How the deal came together
Negotiators for Samsung and its workers finalized the pay agreement in recent days, heading off what would have been the first strike at the South Korean tech giant in years. The company did not disclose the full terms, but people familiar with the talks said the package included base salary increases and performance bonuses. The deal was enough to keep assembly lines running and avoid disruptions to production of memory chips and smartphones—two core businesses that have been under pressure from a global slowdown.
Workers had been threatening to walk out over demands for higher pay and a bigger share of profits. Samsung has reported record earnings in some divisions, largely driven by its growing AI chip business. That concentration of profits appears to have fueled the wage dispute.
The AI reward gap
According to multiple accounts from inside the company, the pay deal did little to bridge a growing gap between employees working on AI-related projects and those in more traditional roles. Workers in areas such as memory chip fabrication and consumer electronics say the bonuses and raises tilted heavily toward teams involved in high-performance computing and data center hardware—segments that have seen explosive demand from AI model trainers.
One employee described the mood as “tense.” The person, who spoke on condition of anonymity because they were not authorized to discuss internal matters, said: “Those of us on the older product lines feel like we're being left behind. The AI teams get the big bonuses, and the rest of us get scraps.” The comment was not verified by the company.

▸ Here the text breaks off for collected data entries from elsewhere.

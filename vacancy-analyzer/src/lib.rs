pub mod collector;
pub mod models;
pub mod report;

pub use collector::collect_language_statistics;
pub use models::{LanguageStats, StatsTable};
pub use report::format_table;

Samsung has invested heavily in AI infrastructure, including its HBM3 memory used in Nvidia's chips. That bet has paid off with surging sales, but the company has not publicly addressed how it distributes the resulting profits across its workforce.
What comes next
The pay deal runs for one year, according to the terms reviewed by GFdaily. Samsung has not announced any changes to its compensation structure for non-AI units. Workers say they plan to raise the issue again during the next round of negotiations, which are expected to begin in early 2025. For now, the strike is off. But the question of how Samsung shares the wealth from its AI boom—and whether it can keep the peace internally—remains open.